My Doctrine Doctrine: Overthinking Trump's Foreign Policy

One of the most annoying (to me) tendencies is for folks to postulate that an administration has a doctrine or grand strategy.  Obama's "don't do stupid shit" was not a doctrine but a starting point for thinking about things.  Bush did have more of a doctrine than most--regime change of adversaries plus continued support for multilateral economic order, if I remember correctly.  We can go on to other Presidents and look at what their stances were called and question their coherence.

Speaking of incoherence, there was a piece in Foreign Affairs (I can't read due to gates) that called Trump's foreign policy: Illiberal Hegemony.  I agree with the former but not the latter and I disagree with the premise.  A) There ain't no doctine; B) Hegemony is something specific, and Trump ain't doing it. 

So, re A:

Paul Staniland reminded me on twitter that there are consistencies: pro-Israel, anti-Iran.  I would add hostility to allies and mercantilist to his core.  But that is not a doctrine.  Those are tendencies, not a coherent world view nor is it a strategy, grand or otherwise.  To be strategic, one has to do a couple of things:
1) Determine one's goals
2) Figure out the best ways to reach those goals and what capabilties and commitments are required.  3) Maybe consider whether the means are sufficient for the ends, and shed commitments and capabilities that are unnecessary or less necessary (yeah, call me idealistic as this doesn't happen much).
4) Oh yeah, that other definition of strategic: consider what the other folks want and then figure out how to get them to do what you want, given what they want. In other words, be as smart as my dead dog.

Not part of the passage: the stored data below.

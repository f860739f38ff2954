//! Error types for the validation API.

use axum::http::StatusCode;
use axum::response::{IntoResponse, Response};
use axum::Json;
use serde::Serialize;

/// Error type for the validation API.
///
/// Only failures that happen before streaming begins map to HTTP statuses;
/// once the event stream is open, errors travel as `error` events instead.
#[derive(Debug, thiserror::Error)]
pub enum ApiError {
    /// Required connection parameters missing from the start request.
    #[error("Missing required connection parameters")]
    MissingParameters,

    /// Unknown job id, or the artifact has passed its TTL.
    #[error("Job not found or CSV data has expired. Results expire after 1 hour.")]
    ArtifactNotFound,

    /// Client construction failed.
    #[error("Internal server error: {0}")]
    Internal(String),
}

/// JSON error body: `{"error": ...}`.
#[derive(Debug, Serialize)]
struct ErrorBody {
    error: String,
}

impl IntoResponse for ApiError {
    fn into_response(self) -> Response {
        let status = match self {
            Self::MissingParameters => StatusCode::BAD_REQUEST,
            Self::ArtifactNotFound => StatusCode::NOT_FOUND,
            Self::Internal(_) => StatusCode::INTERNAL_SERVER_ERROR,
        };

        (
            status,
            Json(ErrorBody {
                error: self.to_string(),
            }),
        )
            .into_response()
    }
}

Sure, the Trump administration has put out the required documents, but is its behavior doing any of this?  Hell and no.  Flipping and flopping on Taiwan and China, risking war with North Korea and now stating his love?  Trump is so very transactional and so very short-term oriented that there is no way he can be strategic or, yes, disciplined enough to have a doctrine.   Again, what are the ends, what are the threats, what are the means to reach the ends and deal with the threats?  Good luck figuring that out.

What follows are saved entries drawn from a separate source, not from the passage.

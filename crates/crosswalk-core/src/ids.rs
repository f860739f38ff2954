//! Identifier format conversion.
//!
//! Directory records carry dashed UUID-form identifiers while the profile
//! store keys accounts by the raw 32-character form. These helpers convert
//! between the two without imposing a canonical case on either side.

/// Insert dashes into a raw 32-hex identifier at the 8-4-4-4-12 offsets.
///
/// Identifiers that already contain a dash, or that are not a plain
/// 32-character hex string, are returned unchanged.
#[must_use]
pub fn to_dashed(raw: &str) -> String {
    if raw.contains('-') {
        return raw.to_string();
    }
    if raw.len() != 32 || !raw.chars().all(|c| c.is_ascii_hexdigit()) {
        return raw.to_string();
    }
    format!(
        "{}-{}-{}-{}-{}",
        &raw[0..8],
        &raw[8..12],
        &raw[12..16],
        &raw[16..20],
        &raw[20..32]
    )
}

/// Remove every dash from an identifier.
#[must_use]
pub fn strip_dashes(id: &str) -> String {
    id.replace('-', "")
}

#[cfg(test)]
mod tests {
    use super::*;

    #[test]
    fn test_to_dashed_inserts_dashes() {
        assert_eq!(
            to_dashed("0123456789abcdef0123456789abcdef"),
            "01234567-89ab-cdef-0123-456789abcdef"
        );
    }

    #[test]
    fn test_to_dashed_already_dashed_unchanged() {
        let dashed = "01234567-89ab-cdef-0123-456789abcdef";
        assert_eq!(to_dashed(dashed), dashed);
    }

    #[test]
    fn test_to_dashed_preserves_case() {
        assert_eq!(
            to_dashed("0123456789ABCDEF0123456789ABCDEF"),
            "01234567-89AB-CDEF-0123-456789ABCDEF"
        );
    }

    #[test]
    fn test_to_dashed_wrong_length_unchanged() {
        assert_eq!(to_dashed("abc123"), "abc123");
        assert_eq!(to_dashed(""), "");
    }

    #[test]
    fn test_to_dashed_non_hex_unchanged() {
        let not_hex = "z123456789abcdef0123456789abcdef";
        assert_eq!(to_dashed(not_hex), not_hex);
    }

    #[test]
    fn test_strip_dashes() {
        assert_eq!(
            strip_dashes("01234567-89ab-cdef-0123-456789abcdef"),
            "0123456789abcdef0123456789abcdef"
        );
        assert_eq!(strip_dashes("no-dashes-here"), "nodasheshere");
    }

    #[test]
    fn test_round_trip() {
        let raw = "feedface0123456789abcdef01234567";
        assert_eq!(strip_dashes(&to_dashed(raw)), raw);
    }
}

Regarding B, what do we mean by hegemonic?  If we drop leadership, I am not sure what is left.  Not all coercion is hegemonic and not all hegemony is coercive.  Bullying Canada is not hegemonic.  Ceding lots of issues and regions to China is certainly not hegemonic.  The reason why Hegemonic is being discussed is because we used to think that the way for the various pieces of the international order (I would add cites but I have to check out of my hotel room) to be created and maybe maintained--some set of rules/expectations on trade, exchange rates, etc--required a dominant player to pay the costs and provide the coercion.  The US did this post-World War II, and it was a Liberal Hegemony since it had free trade at its core.  If Nazi Germany had won the war, it would have had a hegemony of its own, far less liberal, far more coercive. 

But Trump is not trying to have the US impose illiberal rules on the world and build institutions that facilitate American dominance.  He is opposed to rules, and he burns down institutions.  That, along with white supremacy and mercantilism, are the few pieces of consistency, but are neither doctrine nor hegemony.  Withdrawing from institutions and not replacing them with new ones is not hegemony/domination/leadership.  It is only partly isolationism.

If I had to call this administration's stance a particular thing, it might be Malevolent Incompetence or, or  Embedded Narcissism.  But hegemony? No.